> Extracted entries
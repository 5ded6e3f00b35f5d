//! HTTP routes.

pub mod battle;
pub mod health;
pub mod narration;
pub mod playback;
pub mod voice;

use axum::Router;
use tower_http::cors::CorsLayer;
use tower_http::trace::TraceLayer;

use crate::state::AppState;

/// Build the full application router. Shared by `main` and the
/// integration tests.
pub fn app(state: AppState) -> Router {
    // TODO: Replace CorsLayer::permissive() with restricted origins for production.
    Router::new()
        .merge(health::router())
        .nest("/api/v1/battle", battle::router())
        .nest("/api/v1/playback", playback::router())
        .nest("/api/v1/narration", narration::router())
        .nest("/api/v1/voice", voice::router())
        .layer(TraceLayer::new_for_http())
        .layer(CorsLayer::permissive())
        .with_state(state)
}
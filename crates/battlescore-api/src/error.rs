//! API error mapping.

use axum::Json;
use axum::http::StatusCode;
use axum::response::{IntoResponse, Response};
use battlescore_core::error::{DirectorError, ProviderError};
use serde::Serialize;

/// JSON body returned for error responses.
#[derive(Debug, Serialize)]
pub struct ErrorBody {
    /// Machine-readable error code.
    pub error: &'static str,
    /// Human-readable error message.
    pub message: String,
}

/// HTTP-layer wrapper around `DirectorError` that implements
/// `IntoResponse`.
#[derive(Debug)]
pub struct ApiError(pub DirectorError);

impl From<DirectorError> for ApiError {
    fn from(err: DirectorError) -> Self {
        Self(err)
    }
}

impl From<ProviderError> for ApiError {
    fn from(err: ProviderError) -> Self {
        Self(DirectorError::Provider(err))
    }
}

impl IntoResponse for ApiError {
    fn into_response(self) -> Response {
        let (status, error_code) = match &self.0 {
            DirectorError::InvalidState(_) => (StatusCode::BAD_REQUEST, "invalid_state"),
            DirectorError::UnknownCharacter(_) => (StatusCode::BAD_REQUEST, "unknown_character"),
            DirectorError::NoCandidateTrack { .. } => (StatusCode::NOT_FOUND, "no_candidate_track"),
            DirectorError::Provider(ProviderError::Unavailable(_)) => {
                (StatusCode::BAD_GATEWAY, "provider_unavailable")
            }
            DirectorError::Provider(ProviderError::Timeout) => {
                (StatusCode::GATEWAY_TIMEOUT, "provider_timeout")
            }
            DirectorError::Provider(_) => (StatusCode::INTERNAL_SERVER_ERROR, "provider_error"),
        };

        let body = ErrorBody {
            error: error_code,
            message: self.0.to_string(),
        };

        (status, Json(body)).into_response()
    }
}

#[cfg(test)]
mod tests {
    use super::*;
    use axum::http::StatusCode;

    fn status_of(err: DirectorError) -> StatusCode {
        ApiError(err).into_response().status()
    }

    #[test]
    fn test_invalid_state_maps_to_400() {
        assert_eq!(
            status_of(DirectorError::InvalidState("no boss".into())),
            StatusCode::BAD_REQUEST
        );
    }

    #[test]
    fn test_unknown_character_maps_to_400() {
        assert_eq!(
            status_of(DirectorError::UnknownCharacter("Ghost".into())),
            StatusCode::BAD_REQUEST
        );
    }

    #[test]
    fn test_no_candidate_track_maps_to_404() {
        assert_eq!(
            status_of(DirectorError::NoCandidateTrack {
                query: "victory theme".into(),
            }),
            StatusCode::NOT_FOUND
        );
    }

    #[test]
    fn test_provider_unavailable_maps_to_502() {
        assert_eq!(
            status_of(DirectorError::Provider(ProviderError::Unavailable(
                "down".into()
            ))),
            StatusCode::BAD_GATEWAY
        );
    }

    #[test]
    fn test_provider_timeout_maps_to_504() {
        assert_eq!(
            status_of(DirectorError::Provider(ProviderError::Timeout)),
            StatusCode::GATEWAY_TIMEOUT
        );
    }

    #[test]
    fn test_exhausted_auth_retry_maps_to_500() {
        assert_eq!(
            status_of(DirectorError::Provider(ProviderError::AuthExpired)),
            StatusCode::INTERNAL_SERVER_ERROR
        );
    }
}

> Problem requirements
All lines in the records above that contain "AppState" are to be reported.

> Reply to the exercise
use crate::state::AppState;
pub fn app(state: AppState) -> Router {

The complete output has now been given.